Did you know that there’s a word for the fear of driving? It’s called vehophobia. Turns out that it’s not a particularly rare fear.
In an earlier post, I wrote that my paramedic friend helped me plot a route to a nearby gun club so that I could continue to shoot skeet. You can read it here: https://lindabittle.com/of-good-men-and-gunsmoke/
As I gained confidence driving 11 miles on dirt roads every Tuesday evening and then home afterward, I started to think that I might be able to do more. But I’d have to find a reason that was stronger than my fear. And I never got behind the wheel to drive without feeling varying levels of anxiety, sometimes even full blown panic attacks.

Just today, someone mentioned that I might suffer from a form of post traumatic stress disorder (PSTD), and that may be a factor. There were certainly near misses and scary car rides with drunken stepfathers at the wheel.
Once, going over a mountain pass in Colorado, Mom wisely steered into the mountain rather than slide off the side when she hit ice. I had a goose-egg on my forehead. But people in the car that stopped to see if we were OK died in a multi car accident a little further on.
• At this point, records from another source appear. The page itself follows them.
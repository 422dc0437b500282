use std::{
  panic::{catch_unwind, AssertUnwindSafe},
  sync::{
    atomic::{AtomicBool, AtomicUsize, Ordering},
    mpsc, Arc, Mutex,
  },
  thread,
  time::Duration,
};

use deferred_core_rs::{Deferred, LockProtected, ReadWriteLock};

use super::QueueLock;

#[test]
fn closures_never_overlap() {
  let lock = QueueLock::new();
  let inside = AtomicBool::new(false);
  let overlaps = AtomicUsize::new(0);

  thread::scope(|scope| {
    for worker in 0..8 {
      let lock = &lock;
      let inside = &inside;
      let overlaps = &overlaps;
      scope.spawn(move || {
        for _ in 0..200 {
          let body = || {
            if inside.swap(true, Ordering::SeqCst) {
              overlaps.fetch_add(1, Ordering::SeqCst);
            }
            thread::yield_now();
            inside.store(false, Ordering::SeqCst);
          };
          if worker % 2 == 0 {
            lock.with_read_lock(body);
          } else {
            lock.with_write_lock(body);
          }
        }
      });
    }
  });

  assert_eq!(overlaps.load(Ordering::SeqCst), 0, "readers are serialized like writers");
  assert_eq!(lock.completed(), 1_600);
}

#[test]
fn waiters_are_served_in_arrival_order() {
  let lock = Arc::new(QueueLock::new());
  let order = Arc::new(Mutex::new(Vec::new()));
  let (entered_tx, entered_rx) = mpsc::channel();
  let (release_tx, release_rx) = mpsc::channel::<()>();

  let holder = {
    let lock = lock.clone();
    thread::spawn(move || {
      lock.with_write_lock(|| {
        entered_tx.send(()).unwrap();
        release_rx.recv().unwrap();
      });
    })
  };
  entered_rx.recv().unwrap();

  let mut waiters = Vec::new();
  for index in 0..4 {
    let waiter_lock = lock.clone();
    let order = order.clone();
    waiters.push(thread::spawn(move || waiter_lock.with_read_lock(|| order.lock().unwrap().push(index))));
    while lock_issued(&lock) < index + 2 {
      thread::sleep(Duration::from_millis(1));
    }
  }

  release_tx.send(()).unwrap();
  holder.join().unwrap();
  for waiter in waiters {
    waiter.join().unwrap();
  }

  assert_eq!(*order.lock().unwrap(), vec![0, 1, 2, 3]);
}

fn lock_issued(lock: &QueueLock) -> u64 {
  lock.next_ticket.load(Ordering::SeqCst)
}

#[test]
fn panicking_closure_still_advances_the_queue() {
  let lock = QueueLock::new();

  let outcome = catch_unwind(AssertUnwindSafe(|| lock.with_write_lock(|| panic!("boom"))));
  assert!(outcome.is_err());

  assert_eq!(lock.with_read_lock(|| 5), 5);
  assert_eq!(lock.completed(), 2);
}

#[test]
fn queue_lock_guards_a_cell_and_a_deferred() {
  let counter: LockProtected<u64, QueueLock> = LockProtected::new(0);
  thread::scope(|scope| {
    for _ in 0..4 {
      scope.spawn(|| {
        for _ in 0..100 {
          counter.with_write(|value| *value += 1);
        }
      });
    }
  });
  assert_eq!(counter.with_read(|value| *value), 400);

  let deferred: Deferred<u32, QueueLock> = Deferred::new();
  let seen = Arc::new(Mutex::new(Vec::new()));
  let observed = seen.clone();
  deferred.upon(move |value| observed.lock().unwrap().push(value));
  assert!(deferred.fulfill_if_unfulfilled(12));
  assert_eq!(deferred.peek(), Some(12));
  assert_eq!(*seen.lock().unwrap(), vec![12]);
}

#[test]
fn name_and_debug_identify_the_lock() {
  let lock = QueueLock::default();
  lock.with_read_lock(|| ());
  assert_eq!(QueueLock::NAME, "QueueLock");
  assert_eq!(format!("{lock:?}"), "QueueLock { issued: 1, completed: 1 }");
}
That might be the first time that I realized that the worst thing I could imagine could become the thing that saved me.
“You gain strength, courage, and confidence by every experience in which you really stop to look fear in the face. You are able to say to yourself, ‘I lived through this horror. I can take the next thing that comes along.”
– Eleanor Roosevelt
Late Bloomer
I hadn’t even gotten my driver’s license until I turned 20. The written test was easy, and I nailed it. It was parallel parking on a hill that caused me to fail. I got the gears stuck in neutral when the officer told me to go on. Apparently that’s not cause for the state to issue a chauffeur. It was OK with me that I didn’t pass, but my husband was tired of taking me to the store and the laundromat, so I did practice and passed the test on my second try.
The Missouri town that I lived in was the county seat, but the population was less than six thousand people. We had one stop light. It terrified me! I would go blocks out of the way to avoid it. And I never made a left hand turn there.
One day, after the divorce, I was too tired to plot a route that avoided the light. I needed to be somewhere, and the fastest way was to make a left hand turn at the stoplight. And I did it. It wasn’t easy, and I thought that my heart would burst from fear, but I did it!
Working Up To The Next Step
It really is true that facing your fears does help conquer them. However, there are a couple of other factors in play aside from any residual PTSD from childhood traumas.
A big factor is that I’ve had migraines since middle school. Bright lights and flashing lights are primary triggers for me. I’ve had more migraines in the car due to sunlight bouncing off of chrome and glass than almost anywhere else. Losing a large part of my vision when the aura hits makes driving at speed especially scary. Night driving into oncoming headlights leaves me disoriented – also a scary thing, and that can trigger a migraine.
Another difficulty is that I seem to lack the coordination or spatial awareness that allows a good driver to see and react to danger in time to avoid it. Merging is a mystery. How do people make that work? How does one judge one’s own speed and the speed of all the other vehicles in order to slide in without causing a massive accident? I have trouble judging a parking space properly. Put all the cars in motion and, well, I’d just rather be a passenger than the driver.
Still, it’s impractical to be an absolute non-driver. I decided to find something important enough to me to stretch my idea of what I was capable of doing. And I had an idea of what that might be. In my next post, I’ll tell you about a couple of outdoor organizations that helped me overcome a big barrier to living an adventurous life.
I’m beginning to understand your fears. Driving the ambulance in KC was never a problem for me, even parallel parked it once, Kelly was my witness to that. But, now that I’m elderly it isn’t even in my dreams to go to KC. I like the back roads too. More to see on them.
Yeah, I’m not even a good passenger in city traffic anymore. If I could drive at 30 miles an hour everywhere, I think I could do it, but people drive too fast, don’t pay attention, and it’s just too stressful!